Back on the ship, a lot of the crewmembers took the chance to present the mementos they were going to take with them onto their journey:

An albatross presented his golden medals - proving that he had managed to circumnavigate the planet without ever landing once. A symbol that birds had already undertaken similar endeavours and that this one was only another step in the natural course of things, the deep desire to venture further beyond than anyone else had ever done before.

A falcon showed his many speed records, proving over and over that he was the fastest bird alive. Yet, he warned with a dark glint in his eyes, in all of these stunts, he never could have escaped death in case things went out of control, and that not even this technological marvel of a ship could out-fly the great equalizer.
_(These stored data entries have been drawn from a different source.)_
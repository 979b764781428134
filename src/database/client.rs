//! Query client shared by the repositories.
//!
//! Resolves its pool through the same [`PoolCache`] the health monitor
//! probes, so a configuration only ever has one pool behind it.

use std::sync::Arc;

use sqlx::mysql::{MySql, MySqlArguments, MySqlPool, MySqlRow};
use sqlx::query::Query;

use crate::config::MysqlConfig;
use crate::database::cache::PoolCache;
use crate::database::error::DbError;
use crate::database::pool::MySqlPoolFactory;

/// Positional parameter for a prepared statement.
#[derive(Debug, Clone, PartialEq)]
pub enum SqlParam {
    Null,
    Bool(bool),
    Int(i64),
    Text(String),
}

impl From<&str> for SqlParam {
    fn from(value: &str) -> Self {
        SqlParam::Text(value.to_string())
    }
}

impl From<String> for SqlParam {
    fn from(value: String) -> Self {
        SqlParam::Text(value)
    }
}

impl From<i64> for SqlParam {
    fn from(value: i64) -> Self {
        SqlParam::Int(value)
    }
}

impl From<bool> for SqlParam {
    fn from(value: bool) -> Self {
        SqlParam::Bool(value)
    }
}

impl<T: Into<SqlParam>> From<Option<T>> for SqlParam {
    fn from(value: Option<T>) -> Self {
        value.map_or(SqlParam::Null, Into::into)
    }
}

/// Handle for running statements against one configured database.
#[derive(Clone)]
pub struct Database {
    config: MysqlConfig,
    pools: Arc<PoolCache<MySqlPoolFactory>>,
}

impl Database {
    pub fn new(config: MysqlConfig, pools: Arc<PoolCache<MySqlPoolFactory>>) -> Self {
        Self { config, pools }
    }

    pub fn config(&self) -> &MysqlConfig {
        &self.config
    }

    /// Run a statement without parameters.
    pub async fn query(&self, statement: &str) -> Result<Vec<MySqlRow>, DbError> {
        let pool = self.pool()?;
        let rows = sqlx::query(statement)
            .fetch_all(&*pool)
            .await
            .map_err(DbError::from_driver)?;
        Ok(rows)
    }

    /// Run a statement, binding `params` to its `?` placeholders in order.
    pub async fn prepared_query<'q>(
        &self,
        statement: &'q str,
        params: &'q [SqlParam],
    ) -> Result<Vec<MySqlRow>, DbError> {
        let pool = self.pool()?;
        let rows = bind_params(sqlx::query(statement), params)
            .fetch_all(&*pool)
            .await
            .map_err(|e| {
                tracing::error!(error = %e, "Prepared query failed");
                DbError::from_driver(e)
            })?;
        Ok(rows)
    }

    fn pool(&self) -> Result<Arc<MySqlPool>, DbError> {
        self.pools.get_or_create(&self.config)
    }
}

fn bind_params<'q>(
    mut query: Query<'q, MySql, MySqlArguments>,
    params: &'q [SqlParam],
) -> Query<'q, MySql, MySqlArguments> {
    for param in params {
        query = match param {
            SqlParam::Null => query.bind(None::<String>),
            SqlParam::Bool(value) => query.bind(*value),
            SqlParam::Int(value) => query.bind(*value),
            SqlParam::Text(value) => query.bind(value.as_str()),
        };
    }
    query
}
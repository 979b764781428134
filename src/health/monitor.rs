//! Database health monitor.
//!
//! # Responsibilities
//! - Periodically probe the configured database
//! - Retry failed probes after a fixed delay, up to the retry budget
//! - Escalate to a process shutdown once the budget is spent
//! - Publish every result for the `/health` endpoint
//! - Stop mid-cycle on the shutdown signal; a graceful stop never escalates

use std::future::Future;
use std::sync::Arc;
use std::time::Duration;

use tokio::sync::broadcast;
use tokio::time::{self, MissedTickBehavior};
use tracing::Level;

use crate::config::{HealthCheckConfig, MysqlConfig};
use crate::database::{PoolFactory, ProbeOutcome, ProbeRunner};
use crate::health::state::{FailureAction, HealthReport, HealthSnapshot, MonitorState, RetryState};
use crate::lifecycle::ShutdownCoordinator;
use crate::observability::logging::{LogTag, StatusSink};
use crate::observability::metrics;

pub struct HealthMonitor<F: PoolFactory> {
    probe: ProbeRunner<F>,
    target: MysqlConfig,
    config: HealthCheckConfig,
    retry: RetryState,
    state: MonitorState,
    sink: Arc<dyn StatusSink>,
    coordinator: Arc<ShutdownCoordinator<F>>,
    report: HealthReport,
    shutdown: Option<broadcast::Receiver<()>>,
}

impl<F: PoolFactory> HealthMonitor<F> {
    pub fn new(
        probe: ProbeRunner<F>,
        target: MysqlConfig,
        config: HealthCheckConfig,
        sink: Arc<dyn StatusSink>,
        coordinator: Arc<ShutdownCoordinator<F>>,
        report: HealthReport,
    ) -> Self {
        let retry = RetryState::new(config.max_retries);
        Self {
            probe,
            target,
            config,
            retry,
            state: MonitorState::Idle,
            sink,
            coordinator,
            report,
            shutdown: None,
        }
    }

    pub fn state(&self) -> MonitorState {
        self.state
    }

    pub fn consecutive_failures(&self) -> u32 {
        self.retry.consecutive_failures()
    }

    /// Drive probe cycles on the configured interval until shutdown.
    pub async fn run(mut self, shutdown: broadcast::Receiver<()>) {
        if !self.config.enabled {
            tracing::info!("Database health check disabled");
            return;
        }

        tracing::info!(
            interval_secs = self.config.interval_secs,
            max_retries = self.config.max_retries,
            retry_interval_ms = self.config.retry_interval_ms,
            "Health monitor starting"
        );

        let mut ticker = time::interval(self.config.interval());
        ticker.set_missed_tick_behavior(MissedTickBehavior::Delay);
        self.shutdown = Some(shutdown);

        loop {
            if until_shutdown(&mut self.shutdown, ticker.tick()).await.is_none() {
                self.state = MonitorState::Stopped;
                break;
            }
            if matches!(self.check().await, MonitorState::Terminated | MonitorState::Stopped) {
                break;
            }
        }

        if self.state == MonitorState::Stopped {
            tracing::info!("Health monitor received shutdown signal, exiting loop");
        }
    }

    /// Run one probe cycle, including any retries and escalation.
    ///
    /// Returns `Idle` for a routine healthy probe, `Recovered` when the
    /// database came back after failures, `Terminated` after escalation and
    /// `Stopped` when the shutdown signal arrived first.
    pub async fn check(&mut self) -> MonitorState {
        if matches!(self.state, MonitorState::Terminated | MonitorState::Stopped) {
            return self.state;
        }

        loop {
            self.state = MonitorState::Probing;
            let Some(outcome) = until_shutdown(&mut self.shutdown, self.probe.probe(&self.target)).await
            else {
                return self.stop();
            };
            metrics::record_probe(outcome.label());

            if outcome.is_healthy() {
                return self.on_healthy(&outcome);
            }

            self.sink.record(
                Level::WARN,
                LogTag::Connection,
                &format!("Database unhealthy: {}", outcome.reason().unwrap_or_default()),
            );

            match self.retry.record_failure() {
                FailureAction::Retry { attempt } => {
                    self.state = MonitorState::Retrying;
                    self.publish(&outcome);
                    self.sink.record(
                        Level::INFO,
                        LogTag::Retry,
                        &format!("Retrying in {} seconds...", seconds(self.config.retry_interval())),
                    );
                    tracing::debug!(attempt, max_retries = self.retry.max_retries(), "Scheduling health re-probe");
                    let delay = time::sleep(self.config.retry_interval());
                    if until_shutdown(&mut self.shutdown, delay).await.is_none() {
                        return self.stop();
                    }
                }
                FailureAction::Escalate => {
                    self.state = MonitorState::Escalating;
                    self.publish(&outcome);
                    self.sink.record(
                        Level::ERROR,
                        LogTag::Shutdown,
                        "Service is consistently unhealthy. Restarting...",
                    );
                    self.coordinator.shutdown().await;
                    self.state = MonitorState::Terminated;
                    self.publish(&outcome);
                    return MonitorState::Terminated;
                }
            }
        }
    }

    fn on_healthy(&mut self, outcome: &ProbeOutcome) -> MonitorState {
        let previous_failures = self.retry.record_success();
        let result = if previous_failures > 0 {
            self.sink.record(
                Level::INFO,
                LogTag::Connection,
                "Database reconnected successfully after retry.",
            );
            MonitorState::Recovered
        } else {
            self.sink.record(Level::INFO, LogTag::Info, "Database connection healthy.");
            MonitorState::Idle
        };

        self.state = MonitorState::Idle;
        self.publish(outcome);
        result
    }

    fn stop(&mut self) -> MonitorState {
        tracing::info!(
            consecutive_failures = self.retry.consecutive_failures(),
            "Health check cycle interrupted by shutdown"
        );
        self.state = MonitorState::Stopped;
        MonitorState::Stopped
    }

    fn publish(&self, outcome: &ProbeOutcome) {
        let failures = self.retry.consecutive_failures();
        metrics::record_consecutive_failures(failures);
        self.report
            .publish(HealthSnapshot::from_outcome(outcome, self.state, failures));
    }
}

/// Await `work` unless the shutdown signal fires first. Without a receiver
/// the work always completes.
async fn until_shutdown<T>(
    shutdown: &mut Option<broadcast::Receiver<()>>,
    work: impl Future<Output = T>,
) -> Option<T> {
    match shutdown {
        Some(rx) => tokio::select! {
            biased;
            _ = rx.recv() => None,
            value = work => Some(value),
        },
        None => Some(work.await),
    }
}

/// Whole seconds print without a fraction ("5"), others as milliseconds
/// rounded to three places ("1.5", "0.05").
fn seconds(duration: Duration) -> String {
    let secs = duration.as_secs();
    let millis = duration.subsec_millis();
    if millis == 0 {
        return secs.to_string();
    }
    let fraction = format!("{millis:03}");
    format!("{secs}.{}", fraction.trim_end_matches('0'))
}
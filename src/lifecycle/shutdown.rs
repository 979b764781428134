//! Shutdown coordination for the service.

use std::sync::atomic::{AtomicBool, Ordering};
use std::sync::Arc;
use std::time::Duration;

use tokio::sync::{broadcast, watch};
use tokio::time;
use tracing::Level;

use crate::database::{PoolCache, PoolFactory};
use crate::observability::logging::{LogTag, StatusSink};
use crate::observability::metrics;

/// Coordinator for graceful shutdown.
///
/// Provides a broadcast channel that all long-running tasks can subscribe to.
#[derive(Debug, Clone)]
pub struct Shutdown {
    /// Broadcast channel sender.
    tx: broadcast::Sender<()>,
}

impl Shutdown {
    /// Create a new shutdown coordinator.
    pub fn new() -> Self {
        let (tx, _) = broadcast::channel(1);
        Self { tx }
    }

    /// Subscribe to the shutdown signal.
    pub fn subscribe(&self) -> broadcast::Receiver<()> {
        self.tx.subscribe()
    }

    /// Trigger the shutdown signal.
    pub fn trigger(&self) {
        let _ = self.tx.send(());
    }

    /// Get the number of active subscribers (tasks still running).
    pub fn receiver_count(&self) -> usize {
        self.tx.receiver_count()
    }
}

impl Default for Shutdown {
    fn default() -> Self {
        Self::new()
    }
}

/// Terminates the process.
pub trait ProcessExit: Send + Sync {
    fn exit(&self, code: i32);
}

/// Exits through [`std::process::exit`].
#[derive(Debug, Clone, Copy, Default)]
pub struct SystemExit;

impl ProcessExit for SystemExit {
    fn exit(&self, code: i32) {
        std::process::exit(code);
    }
}

/// Hard stop used when the database stays unreachable.
///
/// Closes the listening interface, waits up to the drain deadline for
/// in-flight requests, closes every pool and exits with status 0 so an
/// external supervisor restarts the process.
pub struct ShutdownCoordinator<F: PoolFactory> {
    shutdown: Shutdown,
    server_closed: watch::Receiver<bool>,
    pools: Arc<PoolCache<F>>,
    sink: Arc<dyn StatusSink>,
    exit: Arc<dyn ProcessExit>,
    drain_timeout: Duration,
    fired: AtomicBool,
}

impl<F: PoolFactory> ShutdownCoordinator<F> {
    pub fn new(
        shutdown: Shutdown,
        server_closed: watch::Receiver<bool>,
        pools: Arc<PoolCache<F>>,
        sink: Arc<dyn StatusSink>,
        exit: Arc<dyn ProcessExit>,
        drain_timeout: Duration,
    ) -> Self {
        Self {
            shutdown,
            server_closed,
            pools,
            sink,
            exit,
            drain_timeout,
            fired: AtomicBool::new(false),
        }
    }

    /// Whether [`shutdown`](Self::shutdown) has already run.
    pub fn is_fired(&self) -> bool {
        self.fired.load(Ordering::SeqCst)
    }

    /// Stop accepting work, clean up and exit. Runs at most once.
    pub async fn shutdown(&self) {
        if self.fired.swap(true, Ordering::SeqCst) {
            tracing::debug!("Shutdown already in progress");
            return;
        }
        metrics::record_shutdown();

        self.shutdown.trigger();

        let mut closed = self.server_closed.clone();
        // A dropped sender means the server task is already gone.
        let drained = time::timeout(self.drain_timeout, closed.wait_for(|closed| *closed))
            .await
            .is_ok();
        if !drained {
            tracing::warn!(
                drain_timeout_secs = self.drain_timeout.as_secs(),
                "Drain deadline elapsed, abandoning in-flight requests"
            );
        }

        self.sink.record(
            Level::INFO,
            LogTag::Shutdown,
            "Server closed. No longer accepting connections.",
        );

        self.pools.close_all().await;

        self.exit.exit(0);
    }
}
And a plain hen showed a picture of all the children she had given birth to. So many that one could hardly make out what was captured in the photograph until she provided each face with a name - otherwise, it would have just been a wall of beaks and feathers in all colours of the rainbows, every age and shape of body present. The photographer likely had to step far, far back to capture this whole family in one single shot. A proud display of the huge diversity your home planet had given birth to and harboured for millions of years until today. And, the hen added silently, her secret wish: That the new world may do so as well.

All you were able to present after unwrapping the little newspaper-bundles were a jar filled with the soil from your farm, dry and crumbly; an old, heavily used children's book that had taught you how to fly; and a letter, written in shaky and uneven characters by your parents, explaining the meaning of each of those items: The soil, as there was no such thing in space, and it should remind you of your home. And the picture book for kids, to show how far you had come and to what great heights you were able to soar. These things, simple and plain as they were, felt embarrassing and meaningless in comparison, but everyone of your fellow crew-members knew better than to make fun of those and instead were genuinely interested in the hidden stories carried in those items of yours.

Shortly after a grand launching celebration, likely watched by all of avian-kind all around the globe, the ship departed from its circular orbit and the blue marble slowly grew smaller through the windows, each of them occupied by at least one member of the crew to catch a sight of home for the last time. Meanwhile, you clung that old picture-book tightly to your heart. Even though home would remain visible to the naked eye, it felt like the umbilical-cord that had bound you to this place was cut through, the last live-line severed, and the consequences of your choices finally solidified in your mind.

You wouldn't see the end of this journey yourself.

And your chicks would grow up, grow old, and finally die, never having seen one of these big rocks called "planets". And so would their own chicks, your grandchildren, and those after them, and those after them, and so on forth for many, many, many generations. Well, the name "Generation-Ship" was very fitting in that regard.

You looked down onto this bundle of papers in your claws. This book had survived all your older siblings, yet would it also survive until the end? Here, on this ship, the knowledge it carried within the once colourful, now fading pages was useless. Non applicable. Needless. And the material was already brittle, used up and nearing the end of its lifespan - unlike all the other storage mediums on board, holding the entirety of knowledge of all civilisations, that needed to survive this thousand-year-voyage in working condition.

Yet you hoped its contents would survive in some form or another. It would be nice if not only your genetic heritage would stand the test of time, but also this little booklet that was, in some way or another, proof of what you had sacrificed. And when the time had come, when the final destination of this ship had been reached, then this heritage of a little farm bird from a planet far away, from a time long ago, would allow your descendants to spread their wings again.